The product, Pillo, is a health care companion that syncs with all smart home and mobile devices and will change the game for home health care, according to Dr. Andrew Pecora, chief innovation officer at HMH.
“We think Pillo is kind of the future of health care in the home,” he said. “Pillo made a technology that allows you to, in a live way, communicate with your loved ones.”
It is like having a robot at home, he said.
The voice and video-enabled device can remind a patient to take pills using the voice of a loved one, as well as pinging a loved one so they can make a call or follow up. It also can sync with smart devices, logging information such as weight and blood pressure, and digitally coordinates prescription refills.
“We were just blown away,” Pecora said. “This first project, funded less than a year after launching our ideation center, is a major achievement to improve health care.”
Here’s how the process works.
Ideas are presented to the Innovation Center, which opened last summer in Newark at the New Jersey Innovation Institute on the campus of New Jersey Institute of Technology.
Ideas deemed worthy of advancing are presented to what is known as the Bear’s Den, a “Shark Tank”-like program.
Pillo is the first product to launch from Bear’s Den. Others, however, are currently under review.

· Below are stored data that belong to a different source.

use serde::Deserialize;
use std::env;

#[derive(Debug, Deserialize, Clone)]
pub struct Config {
    pub server: ServerConfig,
    pub database: DatabaseConfig,
}

#[derive(Debug, Deserialize, Clone)]
pub struct ServerConfig {
    pub port: u16,
}

#[derive(Debug, Deserialize, Clone)]
pub struct DatabaseConfig {
    pub url: String,
}

impl Config {
    pub fn load() -> Result<Self, config::ConfigError> {
        let run_mode = env::var("RUN_MODE").unwrap_or_else(|_| "development".into());

        let s = config::Config::builder()
            // Start off by merging in the "default" configuration file
            .add_source(config::File::with_name("config/default"))
            // Add in the current environment file, optional
            .add_source(config::File::with_name(&format!("config/{}", run_mode)).required(false))
            // Add in a local configuration file, not checked in
            .add_source(config::File::with_name("config/local").required(false))
            // Settings from the environment, e.g. TILL__SERVER__PORT=9000
            .add_source(config::Environment::with_prefix("TILL").separator("__"))
            .build()?;

        s.try_deserialize()
    }
}
use sqlx::sqlite::SqlitePoolOptions;
use sqlx::{Pool, Sqlite};

/// Fresh in-memory database with the schema applied. One connection only:
/// every pooled connection would otherwise open its own empty memory store.
pub(crate) async fn memory_pool() -> Pool<Sqlite> {
    let pool = SqlitePoolOptions::new()
        .max_connections(1)
        .idle_timeout(None)
        .max_lifetime(None)
        .connect("sqlite::memory:")
        .await
        .expect("open in-memory database");

    sqlx::migrate!("../migrations")
        .run(&pool)
        .await
        .expect("apply migrations");

    pool
}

Not bad for a not-for-profit hospital, Pecora said, adding that the experts who help screen the companies are easily finding Pecora and the team.
“The entrepreneur community is incredibly sophisticated and intuitive in finding things,” he said. “NJIT refers people to us, other people refer people to us.”

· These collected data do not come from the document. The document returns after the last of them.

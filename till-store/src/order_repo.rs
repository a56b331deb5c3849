use anyhow::Context;
use async_trait::async_trait;
use chrono::Utc;
use sqlx::{Pool, Sqlite, SqliteConnection};

use crate::resolver::{resolve_customer, resolve_item};
use till_core::error::RepositoryError;
use till_core::repository::OrderRepository;
use till_shared::models::catalog::ItemSpec;
use till_shared::models::order::{OrderDraft, OrderView};

pub struct SqliteOrderRepository {
    pool: Pool<Sqlite>,
}

impl SqliteOrderRepository {
    pub fn new(pool: Pool<Sqlite>) -> Self {
        Self { pool }
    }
}

// Internal structs for type-safe querying
#[derive(sqlx::FromRow)]
struct OrderHeaderRow {
    id: i64,
    timestamp: i64,
    name: String,
    phone: String,
    notes: Option<String>,
}

#[derive(sqlx::FromRow)]
struct OrderLineRow {
    name: String,
    price: f64,
}

/// Reconstruct the nested view of one order: header joined with customer
/// fields, plus its lines joined with item fields in insertion order.
///
/// Read-only. Takes an explicit connection so the aggregator and updater can
/// call it from inside their open transaction as well as standalone.
pub(crate) async fn fetch_order(
    conn: &mut SqliteConnection,
    id: i64,
) -> Result<Option<OrderView>, sqlx::Error> {
    let header: Option<OrderHeaderRow> = sqlx::query_as(
        r#"
        SELECT orders.id, orders.timestamp, customers.name, customers.phone, orders.notes
        FROM orders
        JOIN customers ON orders.customer_id = customers.id
        WHERE orders.id = ?1
        "#,
    )
    .bind(id)
    .fetch_optional(&mut *conn)
    .await?;

    let Some(header) = header else {
        return Ok(None);
    };

    let lines: Vec<OrderLineRow> = sqlx::query_as(
        r#"
        SELECT items.name, items.price
        FROM order_lines
        JOIN items ON order_lines.item_id = items.id
        WHERE order_lines.order_id = ?1
        ORDER BY order_lines.rowid
        "#,
    )
    .bind(id)
    .fetch_all(conn)
    .await?;

    Ok(Some(OrderView {
        id: header.id,
        timestamp: header.timestamp,
        name: header.name,
        phone: header.phone,
        notes: header.notes,
        items: lines
            .into_iter()
            .map(|line| ItemSpec { name: line.name, price: line.price })
            .collect(),
    }))
}

/// Write the header and one line per item description, in input order.
/// The caller owns the transaction scope; nothing here commits.
pub(crate) async fn insert_order(
    conn: &mut SqliteConnection,
    draft: &OrderDraft,
    timestamp: i64,
) -> Result<i64, sqlx::Error> {
    let customer_id = resolve_customer(&mut *conn, &draft.customer.name, &draft.customer.phone).await?;

    let order_id: i64 = sqlx::query_scalar(
        "INSERT INTO orders (timestamp, customer_id, notes) VALUES (?1, ?2, ?3) RETURNING id",
    )
    .bind(timestamp)
    .bind(customer_id)
    .bind(draft.notes.as_deref())
    .fetch_one(&mut *conn)
    .await?;

    insert_lines(conn, order_id, &draft.items).await?;
    Ok(order_id)
}

/// Repeated descriptions resolve to the same item id and each still gets its
/// own junction row; quantity is line repetition, not a count field.
async fn insert_lines(
    conn: &mut SqliteConnection,
    order_id: i64,
    items: &[ItemSpec],
) -> Result<(), sqlx::Error> {
    for item in items {
        let item_id = resolve_item(&mut *conn, &item.name, item.price).await?;
        sqlx::query("INSERT INTO order_lines (order_id, item_id) VALUES (?1, ?2)")
            .bind(order_id)
            .bind(item_id)
            .execute(&mut *conn)
            .await?;
    }
    Ok(())
}

#[async_trait]
impl OrderRepository for SqliteOrderRepository {
    async fn create_order(&self, draft: &OrderDraft) -> Result<OrderView, RepositoryError> {
        let mut tx = self.pool.begin().await.context("begin create-order transaction")?;

        let order_id = insert_order(&mut tx, draft, Utc::now().timestamp())
            .await
            .context("write order header and lines")?;

        let view = fetch_order(&mut tx, order_id)
            .await
            .context("re-read created order")?
            .ok_or_else(|| anyhow::anyhow!("order {order_id} missing on re-read"))?;

        tx.commit().await.context("commit create-order transaction")?;

        tracing::debug!(order_id, lines = view.items.len(), "order created");
        Ok(view)
    }

    async fn get_order(&self, id: i64) -> Result<OrderView, RepositoryError> {
        let mut conn = self.pool.acquire().await.context("acquire connection")?;

        fetch_order(&mut conn, id)
            .await
            .context("read order")?
            .ok_or_else(|| RepositoryError::not_found("order", id))
    }

    async fn replace_order(&self, id: i64, draft: &OrderDraft) -> Result<OrderView, RepositoryError> {
        let mut tx = self.pool.begin().await.context("begin replace-order transaction")?;

        // Fail before making any other change
        let exists: Option<i64> = sqlx::query_scalar("SELECT id FROM orders WHERE id = ?1")
            .bind(id)
            .fetch_optional(&mut *tx)
            .await
            .context("check order exists")?;
        if exists.is_none() {
            return Err(RepositoryError::not_found("order", id));
        }

        let customer_id = resolve_customer(&mut tx, &draft.customer.name, &draft.customer.phone)
            .await
            .context("resolve replacement customer")?;

        // Creation timestamp is never modified
        sqlx::query("UPDATE orders SET customer_id = ?1, notes = ?2 WHERE id = ?3")
            .bind(customer_id)
            .bind(draft.notes.as_deref())
            .bind(id)
            .execute(&mut *tx)
            .await
            .context("update order header")?;

        sqlx::query("DELETE FROM order_lines WHERE order_id = ?1")
            .bind(id)
            .execute(&mut *tx)
            .await
            .context("clear prior order lines")?;

        insert_lines(&mut tx, id, &draft.items)
            .await
            .context("insert replacement lines")?;

        let view = fetch_order(&mut tx, id)
            .await
            .context("re-read replaced order")?
            .ok_or_else(|| anyhow::anyhow!("order {id} missing on re-read"))?;

        tx.commit().await.context("commit replace-order transaction")?;

        tracing::debug!(order_id = id, lines = view.items.len(), "order replaced");
        Ok(view)
    }

    async fn delete_order(&self, id: i64) -> Result<(), RepositoryError> {
        let mut tx = self.pool.begin().await.context("begin delete-order transaction")?;

        sqlx::query("DELETE FROM order_lines WHERE order_id = ?1")
            .bind(id)
            .execute(&mut *tx)
            .await
            .context("delete order lines")?;

        let done = sqlx::query("DELETE FROM orders WHERE id = ?1")
            .bind(id)
            .execute(&mut *tx)
            .await
            .context("delete order header")?;
        if done.rows_affected() == 0 {
            // Dropping the transaction rolls the line deletion back
            return Err(RepositoryError::not_found("order", id));
        }

        tx.commit().await.context("commit delete-order transaction")?;

        tracing::debug!(order_id = id, "order deleted");
        Ok(())
    }
}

And, with the news of the first investment, Pecora figures the reputation of Hackensack Meridian Health will go global.
“They figure if Hackensack Meridian Health invests in us and lets us use their facilities, for a small company, that’s huge,” he said. “I had to do it the old-fashioned way, begging venture capitalists. We’re very close to making our second investment, but we can’t talk about it yet.
“The goal for each investment is improving outcomes for patients and reducing total cost of care.”

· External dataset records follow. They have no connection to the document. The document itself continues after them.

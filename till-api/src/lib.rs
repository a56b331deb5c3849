use axum::{
    http::Method,
    routing::{get, post},
    Router,
};
use tower_http::cors::CorsLayer;
use tower_http::trace::TraceLayer;

pub mod customers;
pub mod error;
pub mod items;
pub mod orders;
mod retry;
pub mod state;

pub use state::AppState;

pub fn app(state: AppState) -> Router {
    let cors = CorsLayer::new()
        .allow_origin(tower_http::cors::Any)
        .allow_methods([Method::GET, Method::POST, Method::PUT, Method::DELETE, Method::OPTIONS])
        .allow_headers([axum::http::header::CONTENT_TYPE]);

    Router::new()
        .route("/orders/", post(orders::create_order))
        .route(
            "/orders/{id}",
            get(orders::get_order)
                .put(orders::update_order)
                .delete(orders::delete_order),
        )
        .route("/items/", post(items::create_item))
        .route(
            "/items/{id}",
            get(items::get_item).put(items::update_item).delete(items::delete_item),
        )
        .route("/customers/", post(customers::create_customer))
        .route(
            "/customers/{id}",
            get(customers::get_customer)
                .put(customers::update_customer)
                .delete(customers::delete_customer),
        )
        .layer(cors)
        .layer(TraceLayer::new_for_http())
        .with_state(state)
}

Pillo’s aim is to meet that goal by ensuring better drug compliance and facilitating better communication between the patient and caregivers and families, Pecora said. Doing so means the patients are less likely to end up in the hospital for a costly emergency visit, he said.
James Wyman, Pillo Health co-founder and chief operating officer, said he was happy for the opportunity to collaborate.
“The Pillo Health team has tremendous respect for Hackensack Meridian Health and for its commitment to innovation,’’ he said. “We’re excited to engage with experts at Hackensack Meridian Health to revolutionize the way health care is coordinated, managed and delivered in patients’ homes.’’
In addition to the cash, the health system is offering its services to Pillo to conduct system trials, a contribution valued at about $500,000, according to Pecora.
So far, fewer than a dozen ideas of the 50 screened to-date have reached Bear’s Den, Pecora said.
He said some of the ideas are from outside companies, but some are internal ideas from the HMH team.
The potential to help create innovative products — both inside and outside of the organization — is important to Hackensack Meridian Health co-CEO Robert Garrett.
“We are excited to invest in Pillo Health and to support the development of the Pillo in-home care companion technology,’’ Garrett said. “We see this as a landmark moment for Hackensack Meridian Health and for our commitment to leveraging innovation to improve the lives of our patients and countless others.’’
Pecora, who said he hopes to get more ideas from Bear’s Den, said he is taking it systemwide.
“In every hospital in our network, we are putting in a Bear’s Den,” he said. “So, people can come down from their work and register one of their ideas to get to ideation.”
This will remove the burden of employees having to trek it all the way to the ideation center at NJII.
“My job is to innovate at the place,” Pecora said. “And I’m trying to create a culture of innovation and entrepreneurship and make it fun.”